Wellington College of Education (formerly Wellington Teachers' Training College) was established in 1888 with the purpose of educating teachers in New Zealand. It became the Faculty of Education of Victoria University of Wellington, formed from the School of Education (of the Faculty of Humanities of Social Sciences) of the University, and the Wellington College of Education on 1 January 2005.

From 1968 to 2016, it occupied an architecturally award winning campus in the Wellington suburb of Karori, designed by local architect William Toomath. The campus was awarded an NZIA Silver Medal (1972), and an NZIA Local Award (Enduring Architecture) (2005). The campus had many facilities including a marae called Ako Pai Marae that was closed in 2016.

==History==
Wellington Teachers’ Training College had a 125th anniversary in 2005, the College having been originally established in 1880.

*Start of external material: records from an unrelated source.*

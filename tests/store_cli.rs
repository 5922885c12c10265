// tests/store_cli.rs
//
// Context store, entitlement, CLI parsing and the capture runner.

use std::fs;
use std::path::PathBuf;

use csg_scrape::agent::ContentAgent;
use csg_scrape::cli::{parse_args, Command};
use csg_scrape::config::options::{CaptureInput, CaptureOptions, ExportFormat, InputKind};
use csg_scrape::coordinator::Coordinator;
use csg_scrape::entitlement::{Entitlement, LicenseFile, Unlocked, User};
use csg_scrape::extract::normalize;
use csg_scrape::runner::run_capture;
use csg_scrape::store::Store;
use serde_json::json;

fn tmp_dir(name: &str) -> PathBuf {
    let mut p = std::env::temp_dir();
    p.push(format!("csg_store_{}", name));
    let _ = fs::remove_dir_all(&p);
    fs::create_dir_all(&p).unwrap();
    p
}

fn args(list: &[&str]) -> Vec<String> {
    list.iter().map(|s| s.to_string()).collect()
}

#[test]
fn store_round_trips_contexts() {
    let store = Store::new(tmp_dir("roundtrip").join("contexts"));
    let items = vec![normalize(&json!({"_id": "a", "certificationStatus": "certified", "score": 1.5}))];

    store.save_context(12, &items).unwrap();
    store.save_context(3, &[]).unwrap();
    assert_eq!(store.list_contexts(), vec![3, 12]);
    assert_eq!(store.load_context(12).unwrap(), items);

    store.remove_context(3).unwrap();
    store.remove_context(3).unwrap(); // already gone is fine
    assert_eq!(store.list_contexts(), vec![12]);
}

#[test]
fn broken_store_files_are_skipped() {
    let dir = tmp_dir("broken");
    let store = Store::new(&dir);
    store.save_context(1, &[]).unwrap();
    fs::write(dir.join("tab_2.json"), "{not json").unwrap();
    fs::write(dir.join("notes.txt"), "ignored").unwrap();

    let all = store.load_all();
    assert_eq!(all.keys().copied().collect::<Vec<_>>(), vec![1]);
}

#[test]
fn coordinator_starts_from_the_store() {
    let dir = tmp_dir("coordinator");
    let items = vec![normalize(&json!({"_id": "x", "certificationStatus": "c"}))];
    Store::new(&dir).save_context(5, &items).unwrap();

    let c = Coordinator::with_store(Store::new(&dir));
    assert_eq!(c.context_ids(), vec![5]);
    assert_eq!(c.items(5), &items[..]);
}

#[test]
fn unlocked_when_paid_or_active() {
    let u: User = serde_json::from_str(r#"{"subscriptionStatus":"active"}"#).unwrap();
    assert!(u.is_unlocked());
    let u: User = serde_json::from_str(r#"{"paid":false,"subscriptionStatus":"canceled","email":"a@b"}"#).unwrap();
    assert!(!u.is_unlocked());
    assert!(User { paid: true, ..Default::default() }.is_unlocked());
    assert!(Unlocked.get_user().unwrap().is_unlocked());
}

#[test]
fn license_file_is_read_when_present() {
    let dir = tmp_dir("license");
    let mut lic = LicenseFile::new(dir.join("license.json"));
    assert_eq!(lic.get_user(), None);

    fs::write(lic.path(), r#"{"paid":true,"plan":"pro"}"#).unwrap();
    let user = lic.get_user().unwrap();
    assert!(user.is_unlocked());
    assert_eq!(user.plan.as_deref(), Some("pro"));

    fs::write(lic.path(), "nope").unwrap();
    assert_eq!(lic.get_user(), None);
}

#[test]
fn cli_parses_capture_flags() {
    let cmd = parse_args(args(&["--html", "page.html", "--flight", "q.txt", "--tab", "4", "--format", "json", "--save"])).unwrap();
    let Command::Capture { options, export } = cmd else { panic!("expected capture") };
    assert!(export);
    assert!(options.capture.save);
    assert_eq!(options.capture.tab_id, 4);
    assert_eq!(options.export.format, ExportFormat::Json);
    assert_eq!(
        options.capture.inputs,
        vec![CaptureInput::new(InputKind::Html, "page.html"), CaptureInput::new(InputKind::Flight, "q.txt")]
    );
}

#[test]
fn cli_rejects_bad_input() {
    assert!(parse_args(args(&[])).is_err());
    assert!(parse_args(args(&["--html"])).is_err());
    assert!(parse_args(args(&["--body", "b", "--format", "tsv"])).is_err());
    assert!(parse_args(args(&["--bogus"])).is_err());
    assert!(matches!(parse_args(args(&["--list-contexts"])), Ok(Command::ListContexts)));
    assert!(matches!(parse_args(args(&["-h"])), Ok(Command::Help)));
}

#[test]
fn input_kind_is_guessed_from_the_path() {
    assert_eq!(CaptureInput::guess("a/B.HTML").kind, InputKind::Html);
    assert_eq!(CaptureInput::guess("q.flight").kind, InputKind::Flight);
    assert_eq!(CaptureInput::guess("resp.json").kind, InputKind::Body);
    assert_eq!(CaptureInput::guess("http://host/x").kind, InputKind::Url);
}

#[test]
fn runner_feeds_every_input_kind() {
    let dir = tmp_dir("runner");
    let html = dir.join("page.html");
    let body = dir.join("body.json");
    let flight = dir.join("queue.flight");

    fs::write(&html, r#"<script>{"_id":"h","certificationStatus":"certified"}</script>"#).unwrap();
    fs::write(&body, r#"{"data":[{"_id":"b","certificationStatus":"pending"}]}"#).unwrap();
    fs::write(
        &flight,
        "0:[\"$\",{\"results\":[{\"_id\":\"f1\",\"certificationStatus\":\"x\"}]}]\n\n1:[{\"results\":[{\"_id\":\"f2\",\"certificationStatus\":\"y\"}]}]\n",
    )
    .unwrap();

    let opts = CaptureOptions {
        tab_id: 9,
        inputs: vec![
            CaptureInput::new(InputKind::Html, html.to_string_lossy()),
            CaptureInput::new(InputKind::Body, body.to_string_lossy()),
            CaptureInput::new(InputKind::Flight, flight.to_string_lossy()),
        ],
        save: false,
    };
    let mut agent = ContentAgent::new(9);
    assert_eq!(run_capture(&opts, &mut agent, None).unwrap(), 4);

    let mut ids: Vec<String> = agent.snapshot().into_iter().map(|r| r.id).collect();
    ids.sort();
    assert_eq!(ids, ["b", "f1", "f2", "h"]);

    let missing = CaptureOptions { inputs: vec![CaptureInput::new(InputKind::Html, dir.join("nope.html").to_string_lossy())], ..opts };
    assert!(run_capture(&missing, &mut agent, None).is_err());
}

A decision to expand the teacher training facilities in Wellington was made in the 1930s, however it was not until 1966 that the building of the Karori campus began. There were teacher training reforms in the mid-twentieth centenary that were triggered by increased populations after World War Two. The campus was architecturally significant and had a Category 1 rating by Heritage New Zealand. It was transferred from the Ministry of Education to Victoria University of Wellington in 2004 for $10. It was sold by Victoria University of Wellington to Ryman Healthcare in 2017 for $28 million. Two of the heritage buildings were subsequently planned for demolition as part of the development by Ryman's, with Historic Places Wellington stating this would be a "significant cultural loss". A local group proposed the hall and cafeteria be retained for community use.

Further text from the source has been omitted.